[comp.sources.misc] v17i013: finddup - Find duplicate files, Part01/01

davidsen@crdos1.crd.ge.com (Bill Davidsen) (02/24/91)

Submitted-by: Bill Davidsen <davidsen@crdos1.crd.ge.com>
Posting-number: Volume 17, Issue 13
Archive-name: finddup/part01
Supersedes: finddup: Volume 16, Issue 95

#!/bin/sh
# shar:	Shell Archiver  (v1.29)
#
#	Run the following text with /bin/sh to create:
#	  finddup.c
#	  finddup.1C
#	  makefile
#	  getopt.c
#
echo "x - extracting finddup.c (Text)"
sed 's/^X//' << 'SHAR_EOF' > finddup.c &&
X/****************************************************************\
X|  finddup.c - the one true find duplicate files program
X|----------------------------------------------------------------
X|  Bill Davidsen, last hacked 2/22/91
X|  Copyright (c) 1991 by Bill Davidsen, all rights reserved. This
X|  program may be freely used and distributed in its original
X|  form. Modified versions must be distributed with the original
X|  unmodified source code, and redistribution of the original code
X|  or any derivative program may not be restricted.

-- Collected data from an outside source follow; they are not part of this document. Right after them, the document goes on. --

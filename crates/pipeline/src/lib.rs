//! Copy generation pipeline.
//!
//! - [`generation::CopyGenerator`] turns one email plan (or one campaign
//!   brief) into a structured draft through the language model.
//! - [`sequencer::Sequencer`] drives a whole flow strategy, substituting a
//!   fallback draft for any email that fails.
//! - [`record::FlowRecordBuilder`] persists finished flows and copies as
//!   shareable records.
//! - [`scrape::WebsiteScraper`] fetches brand context from client sites.

pub mod error;
pub mod generation;
pub mod parse;
pub mod prompt;
pub mod record;
pub mod scrape;
pub mod sequencer;

pub use error::GenerationError;
pub use generation::CopyGenerator;
pub use record::{FinalizedCopy, FinalizedFlow, FlowDraft, FlowEdit, FlowRecordBuilder, RecordError};
pub use scrape::{ScrapeError, WebsiteScraper};
pub use sequencer::Sequencer;
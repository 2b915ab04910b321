//! Repository for the `notes` table.

use copyforge_core::types::DbId;
use sqlx::PgPool;

use crate::models::note::{CreateNote, Note};

const COLUMNS: &str = "id, client_id, campaign_id, content, created_at";

/// Provides create/list/delete for client notes. Notes are immutable.
pub struct NoteRepo;

impl NoteRepo {
    pub async fn create(
        pool: &PgPool,
        client_id: DbId,
        input: &CreateNote,
    ) -> Result<Note, sqlx::Error> {
        let query = format!(
            "INSERT INTO notes (client_id, campaign_id, content)
             VALUES ($1, $2, $3)
             RETURNING {COLUMNS}"
        );
        sqlx::query_as::<_, Note>(&query)
            .bind(client_id)
            .bind(input.campaign_id)
            .bind(input.content.trim())
            .fetch_one(pool)
            .await
    }

    /// List a client's notes, newest first.
    pub async fn list_by_client(pool: &PgPool, client_id: DbId) -> Result<Vec<Note>, sqlx::Error> {
        let query = format!(
            "SELECT {COLUMNS} FROM notes WHERE client_id = $1 ORDER BY created_at DESC, id DESC"
        );
        sqlx::query_as::<_, Note>(&query)
            .bind(client_id)
            .fetch_all(pool)
            .await
    }

    pub async fn delete(pool: &PgPool, id: DbId) -> Result<bool, sqlx::Error> {
        let result = sqlx::query("DELETE FROM notes WHERE id = $1")
            .bind(id)
            .execute(pool)
            .await?;
        Ok(result.rows_affected() > 0)
    }
}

X|----------------------------------------------------------------
X|  Calling sequence:
X|   finddup [-l] checklist
X|
X|  where checklist is the name of a file containing filenames to 
X|  be checked, such as produced by "find . -type f -print >file"
X|  returns a list of linked and duplicated files.
X|
X|  If the -l option is used the hard links will not be displayed.

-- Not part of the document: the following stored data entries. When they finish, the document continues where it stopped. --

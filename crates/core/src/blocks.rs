//! Email content blocks and the generated copy draft.

use serde::{Deserialize, Serialize};

use crate::strategy::EmailStrategy;

/// Call to action used by fallback drafts.
pub const FALLBACK_CTA: &str = "Shop Now";

/// A text-bearing block.
#[derive(Debug, Clone, Default, PartialEq, Serialize, Deserialize)]
pub struct TextBlock {
    #[serde(default)]
    pub content: String,
    #[serde(default, skip_serializing_if = "Option::is_none")]
    pub description: Option<String>,
    #[serde(default, skip_serializing_if = "Option::is_none")]
    pub cta: Option<String>,
    #[serde(default, skip_serializing_if = "Option::is_none")]
    pub link: Option<String>,
}

impl TextBlock {
    pub fn new(content: impl Into<String>) -> Self {
        Self {
            content: content.into(),
            ..Default::default()
        }
    }
}

/// One product inside a collection block.
#[derive(Debug, Clone, PartialEq, Serialize, Deserialize)]
pub struct CollectionProduct {
    pub name: String,
    #[serde(default, skip_serializing_if = "Option::is_none")]
    pub description: Option<String>,
    #[serde(default, skip_serializing_if = "Option::is_none")]
    pub cta: Option<String>,
    #[serde(default, skip_serializing_if = "Option::is_none")]
    pub link: Option<String>,
}

/// A block that groups several products.
#[derive(Debug, Clone, Default, PartialEq, Serialize, Deserialize)]
pub struct CollectionBlock {
    #[serde(default)]
    pub content: String,
    #[serde(default, skip_serializing_if = "Option::is_none")]
    pub description: Option<String>,
    #[serde(default, skip_serializing_if = "Option::is_none")]
    pub cta: Option<String>,
    #[serde(default, skip_serializing_if = "Option::is_none")]
    pub link: Option<String>,
    #[serde(default)]
    pub products: Vec<CollectionProduct>,
}

/// A typed content unit. Order inside a draft is significant.
#[derive(Debug, Clone, PartialEq, Serialize, Deserialize)]
#[serde(tag = "type", rename_all = "lowercase")]
pub enum EmailBlock {
    Header(TextBlock),
    Subheader(TextBlock),
    Body(TextBlock),
    Pic(TextBlock),
    Cta(TextBlock),
    Product(TextBlock),
    Collection(CollectionBlock),
}

impl EmailBlock {
    /// The wire tag of the block.
    pub fn kind(&self) -> &'static str {
        match self {
            EmailBlock::Header(_) => "header",
            EmailBlock::Subheader(_) => "subheader",
            EmailBlock::Body(_) => "body",
            EmailBlock::Pic(_) => "pic",
            EmailBlock::Cta(_) => "cta",
            EmailBlock::Product(_) => "product",
            EmailBlock::Collection(_) => "collection",
        }
    }

    pub fn content(&self) -> &str {
        match self {
            EmailBlock::Header(b)
            | EmailBlock::Subheader(b)
            | EmailBlock::Body(b)
            | EmailBlock::Pic(b)
            | EmailBlock::Cta(b)
            | EmailBlock::Product(b) => &b.content,
            EmailBlock::Collection(c) => &c.content,
        }
    }
}

/// A generated email draft.
#[derive(Debug, Clone, Default, PartialEq, Serialize, Deserialize)]
pub struct CopyData {
    pub subject_lines: Vec<String>,
    pub preview_text: Vec<String>,
    pub email_blocks: Vec<EmailBlock>,
}

impl CopyData {
    /// Minimal three-block draft derived from an email plan.
    pub fn fallback(strategy: &EmailStrategy) -> Self {
        Self {
            subject_lines: vec![strategy.theme.clone()],
            preview_text: vec![strategy.focus.clone()],
            email_blocks: vec![
                EmailBlock::Header(TextBlock::new(strategy.theme.clone())),
                EmailBlock::Body(TextBlock::new(format!(
                    "{}. {}",
                    strategy.focus, strategy.key_message
                ))),
                EmailBlock::Cta(TextBlock::new(FALLBACK_CTA)),
            ],
        }
    }
}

X\***************************************************************/
X
X#include <stdio.h>
X#include <sys/types.h>
X#include <sys/stat.h>
X#include <malloc.h>
X
X/* parameters */
X#define MAXFN	120             /* max filename length */
X
X/* constants */
X#define EOS		((char) '\0')	/* end of string */
X#define FL_CRC	0x0001			/* flag if CRC valid */
X#define FL_DUP	0x0002			/* files are duplicates */
X#define FL_LNK	0x0004			/* file is a link */
X
X/* macros */
X#ifdef DEBUG
X#define debug(X) if (DebugFlg) printf X
X#define OPTSTR	"lhd"
X#else
X#define debug(X)
X#define OPTSTR	"lh"
X#endif
X#define SORT qsort((char *)filelist, n_files, sizeof(filedesc), comp1);
X#define GetFlag(x,f) ((filelist[x].flags & (f)) != 0)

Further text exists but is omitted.